Dataset:
========

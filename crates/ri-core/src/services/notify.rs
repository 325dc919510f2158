//! # Notification Emitter
//!
//! Builds the notification rows that the like and favorite engines persist
//! inside their own transactions, and serves the read side (inbox, unread
//! counter, read transition).
//!
//! # Developer Note
//! An actor interacting with their own content still produces a notification;
//! only an unresolvable recipient suppresses it.

use std::sync::Arc;

use chrono::Utc;
use serde_json::json;
use uuid::Uuid;

use crate::error::{AppError, Result};
use crate::models::{
    Actor, ArticleRef, FavoriteFolder, InteractionNotification, NotificationKind,
};
use crate::traits::NotificationRepo;

/// Upper bound for a single inbox page.
pub const INBOX_LIMIT_MAX: i64 = 100;

/// Like notification for the article's author, if the article has one.
pub fn like_notification(article: &ArticleRef, actor: &Actor) -> Option<InteractionNotification> {
    let recipient = article.author_user_id.clone()?;
    Some(InteractionNotification {
        id: Uuid::now_v7(),
        recipient_user_id: recipient,
        article_id: Some(article.id),
        folder_id: None,
        kind: NotificationKind::Like,
        payload: json!({
            "actor": actor.display_name(),
            "article_id": article.id,
            "article_title": article.title,
        }),
        is_read: false,
        created_at: Utc::now(),
    })
}

/// Favorite notification for the folder owner's user account. Anonymous
/// owners have nobody to notify.
pub fn favorite_notification(
    folder: &FavoriteFolder,
    owner: &Actor,
    article: &ArticleRef,
    actor: &Actor,
) -> Option<InteractionNotification> {
    let recipient = owner.user_id.clone()?;
    Some(InteractionNotification {
        id: Uuid::now_v7(),
        recipient_user_id: recipient,
        article_id: Some(article.id),
        folder_id: Some(folder.id),
        kind: NotificationKind::Favorite,
        payload: json!({
            "actor": actor.display_name(),
            "folder": folder.name,
            "article_title": article.title,
        }),
        is_read: false,
        created_at: Utc::now(),
    })
}

/// Inbox operations for registered users.
pub struct NotificationService {
    repo: Arc<dyn NotificationRepo>,
}

impl NotificationService {
    pub fn new(repo: Arc<dyn NotificationRepo>) -> Self {
        Self { repo }
    }

    fn recipient(actor: &Actor) -> Result<&str> {
        actor
            .user_id
            .as_deref()
            .ok_or_else(|| AppError::Unauthorized("notifications require a signed-in user".into()))
    }

    pub async fn list(
        &self,
        actor: &Actor,
        unread_only: bool,
        limit: i64,
    ) -> Result<Vec<InteractionNotification>> {
        let user = Self::recipient(actor)?;
        self.repo
            .list_notifications(user, unread_only, limit.clamp(1, INBOX_LIMIT_MAX))
            .await
    }

    /// Idempotent: marking an already-read notification succeeds.
    pub async fn mark_read(&self, actor: &Actor, id: Uuid) -> Result<()> {
        let user = Self::recipient(actor)?;
        if self.repo.mark_notification_read(user, id).await? {
            Ok(())
        } else {
            Err(AppError::not_found("Notification", id))
        }
    }

    pub async fn unread_count(&self, actor: &Actor) -> Result<i64> {
        let user = Self::recipient(actor)?;
        self.repo.count_unread(user).await
    }
}

#[cfg(test)]
mod tests {
    use super::*;
    use crate::models::{ArticleStatus, NewFolder};
    use crate::traits::MockNotificationRepo;

    fn article(author: Option<&str>) -> ArticleRef {
        ArticleRef {
            id: 1,
            title: "Ownership in Rust".into(),
            author_user_id: author.map(str::to_string),
            url: "/article/1".into(),
            status: ArticleStatus::Published,
        }
    }

    #[test]
    fn like_without_author_is_silent() {
        let actor = Actor::for_anonymous("sess-1", "");
        assert!(like_notification(&article(None), &actor).is_none());
    }

    #[test]
    fn like_payload_snapshots_names() {
        let actor = Actor::for_anonymous("sess-1", "");
        let n = like_notification(&article(Some("alice")), &actor).unwrap();
        assert_eq!(n.recipient_user_id, "alice");
        assert_eq!(n.kind, NotificationKind::Like);
        assert_eq!(n.payload["actor"], "Anonymous visitor");
        assert_eq!(n.payload["article_title"], "Ownership in Rust");
    }

    #[test]
    fn self_like_still_notifies() {
        let alice = Actor::for_user("alice");
        assert!(like_notification(&article(Some("alice")), &alice).is_some());
    }

    #[test]
    fn favorite_for_anonymous_owner_is_silent() {
        let owner = Actor::for_anonymous("sess-2", "");
        let folder = FavoriteFolder::new(owner.id, NewFolder::named("Later"), "tok".into());
        assert!(favorite_notification(&folder, &owner, &article(Some("alice")), &owner).is_none());

        let bob = Actor::for_user("bob");
        let folder = FavoriteFolder::new(bob.id, NewFolder::named("Reading List"), "tok".into());
        let n = favorite_notification(&folder, &bob, &article(Some("alice")), &bob).unwrap();
        assert_eq!(n.recipient_user_id, "bob");
        assert_eq!(n.folder_id, Some(folder.id));
        assert_eq!(n.payload["folder"], "Reading List");
    }

    #[tokio::test]
    async fn inbox_requires_user() {
        let service = NotificationService::new(Arc::new(MockNotificationRepo::new()));
        let anon = Actor::for_anonymous("sess-1", "");
        assert!(matches!(service.unread_count(&anon).await, Err(AppError::Unauthorized(_))));
    }

    #[tokio::test]
    async fn mark_read_of_foreign_notification_is_not_found() {
        let mut repo = MockNotificationRepo::new();
        repo.expect_mark_notification_read().returning(|_, _| Ok(false));
        let service = NotificationService::new(Arc::new(repo));
        let bob = Actor::for_user("bob");
        let err = service.mark_read(&bob, Uuid::now_v7()).await.unwrap_err();
        assert!(matches!(err, AppError::NotFound(..)));
    }

    #[tokio::test]
    async fn list_clamps_limit() {
        let mut repo = MockNotificationRepo::new();
        repo.expect_list_notifications()
            .withf(|user, unread, limit| user == "bob" && *unread && *limit == INBOX_LIMIT_MAX)
            .returning(|_, _, _| Ok(vec![]));
        let service = NotificationService::new(Arc::new(repo));
        let bob = Actor::for_user("bob");
        assert!(service.list(&bob, true, 10_000).await.unwrap().is_empty());
    }
}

========

Problem:
Return the whole listing as it stands. Nothing may be altered.

Problem solution:
filename crates/ri-core/src/services/notify.rs
repository 325dc919510f2158
//! # Notification Emitter
//!
//! Builds the notification rows that the like and favorite engines persist
//! inside their own transactions, and serves the read side (inbox, unread
//! counter, read transition).
//!
//! # Developer Note
//! An actor interacting with their own content still produces a notification;
//! only an unresolvable recipient suppresses it.

use std::sync::Arc;

use chrono::Utc;
use serde_json::json;
use uuid::Uuid;

use crate::error::{AppError, Result};
use crate::models::{
    Actor, ArticleRef, FavoriteFolder, InteractionNotification, NotificationKind,
};
use crate::traits::NotificationRepo;

/// Upper bound for a single inbox page.
pub const INBOX_LIMIT_MAX: i64 = 100;

/// Like notification for the article's author, if the article has one.
pub fn like_notification(article: &ArticleRef, actor: &Actor) -> Option<InteractionNotification> {
    let recipient = article.author_user_id.clone()?;
    Some(InteractionNotification {
        id: Uuid::now_v7(),
        recipient_user_id: recipient,
        article_id: Some(article.id),
        folder_id: None,
        kind: NotificationKind::Like,
        payload: json!({
            "actor": actor.display_name(),
            "article_id": article.id,
            "article_title": article.title,
        }),
        is_read: false,
        created_at: Utc::now(),
    })
}

/// Favorite notification for the folder owner's user account. Anonymous
/// owners have nobody to notify.
pub fn favorite_notification(
    folder: &FavoriteFolder,
    owner: &Actor,
    article: &ArticleRef,
    actor: &Actor,
) -> Option<InteractionNotification> {
    let recipient = owner.user_id.clone()?;
    Some(InteractionNotification {
        id: Uuid::now_v7(),
        recipient_user_id: recipient,
        article_id: Some(article.id),
        folder_id: Some(folder.id),
        kind: NotificationKind::Favorite,
        payload: json!({
            "actor": actor.display_name(),
            "folder": folder.name,
            "article_title": article.title,
        }),
        is_read: false,
        created_at: Utc::now(),
    })
}

/// Inbox operations for registered users.
pub struct NotificationService {
    repo: Arc<dyn NotificationRepo>,
}

impl NotificationService {
    pub fn new(repo: Arc<dyn NotificationRepo>) -> Self {
        Self { repo }
    }

    fn recipient(actor: &Actor) -> Result<&str> {
        actor
            .user_id
            .as_deref()
            .ok_or_else(|| AppError::Unauthorized("notifications require a signed-in user".into()))
    }

    pub async fn list(
        &self,
        actor: &Actor,
        unread_only: bool,
        limit: i64,
    ) -> Result<Vec<InteractionNotification>> {
        let user = Self::recipient(actor)?;
        self.repo
            .list_notifications(user, unread_only, limit.clamp(1, INBOX_LIMIT_MAX))
            .await
    }

    /// Idempotent: marking an already-read notification succeeds.
    pub async fn mark_read(&self, actor: &Actor, id: Uuid) -> Result<()> {
        let user = Self::recipient(actor)?;
        if self.repo.mark_notification_read(user, id).await? {
            Ok(())
        } else {
            Err(AppError::not_found("Notification", id))
        }
    }

    pub async fn unread_count(&self, actor: &Actor) -> Result<i64> {
        let user = Self::recipient(actor)?;
        self.repo.count_unread(user).await
    }
}

#[cfg(test)]
mod tests {
    use super::*;
    use crate::models::{ArticleStatus, NewFolder};
    use crate::traits::MockNotificationRepo;

    fn article(author: Option<&str>) -> ArticleRef {
        ArticleRef {
            id: 1,
            title: "Ownership in Rust".into(),
            author_user_id: author.map(str::to_string),
            url: "/article/1".into(),
            status: ArticleStatus::Published,
        }
    }

    #[test]
    fn like_without_author_is_silent() {
        let actor = Actor::for_anonymous("sess-1", "");
        assert!(like_notification(&article(None), &actor).is_none());
    }

    #[test]
    fn like_payload_snapshots_names() {
        let actor = Actor::for_anonymous("sess-1", "");
        let n = like_notification(&article(Some("alice")), &actor).unwrap();
        assert_eq!(n.recipient_user_id, "alice");
        assert_eq!(n.kind, NotificationKind::Like);
        assert_eq!(n.payload["actor"], "Anonymous visitor");
        assert_eq!(n.payload["article_title"], "Ownership in Rust");
    }

    #[test]
    fn self_like_still_notifies() {
        let alice = Actor::for_user("alice");
        assert!(like_notification(&article(Some("alice")), &alice).is_some());
    }

    #[test]
    fn favorite_for_anonymous_owner_is_silent() {
        let owner = Actor::for_anonymous("sess-2", "");
        let folder = FavoriteFolder::new(owner.id, NewFolder::named("Later"), "tok".into());
        assert!(favorite_notification(&folder, &owner, &article(Some("alice")), &owner).is_none());

        let bob = Actor::for_user("bob");
        let folder = FavoriteFolder::new(bob.id, NewFolder::named("Reading List"), "tok".into());
        let n = favorite_notification(&folder, &bob, &article(Some("alice")), &bob).unwrap();
        assert_eq!(n.recipient_user_id, "bob");
        assert_eq!(n.folder_id, Some(folder.id));
        assert_eq!(n.payload["folder"], "Reading List");
    }

    #[tokio::test]
    async fn inbox_requires_user() {
        let service = NotificationService::new(Arc::new(MockNotificationRepo::new()));
        let anon = Actor::for_anonymous("sess-1", "");
        assert!(matches!(service.unread_count(&anon).await, Err(AppError::Unauthorized(_))));
    }

    #[tokio::test]
    async fn mark_read_of_foreign_notification_is_not_found() {
        let mut repo = MockNotificationRepo::new();
        repo.expect_mark_notification_read().returning(|_, _| Ok(false));
        let service = NotificationService::new(Arc::new(repo));
        let bob = Actor::for_user("bob");
        let err = service.mark_read(&bob, Uuid::now_v7()).await.unwrap_err();
        assert!(matches!(err, AppError::NotFound(..)));
    }

    #[tokio::test]
    async fn list_clamps_limit() {
        let mut repo = MockNotificationRepo::new();
        repo.expect_list_notifications()
            .withf(|user, unread, limit| user == "bob" && *unread && *limit == INBOX_LIMIT_MAX)
            .returning(|_, _, _| Ok(vec![]));
        let service = NotificationService::new(Arc::new(repo));
        let bob = Actor::for_user("bob");
        assert!(service.list(&bob, true, 10_000).await.unwrap().is_empty());
    }
}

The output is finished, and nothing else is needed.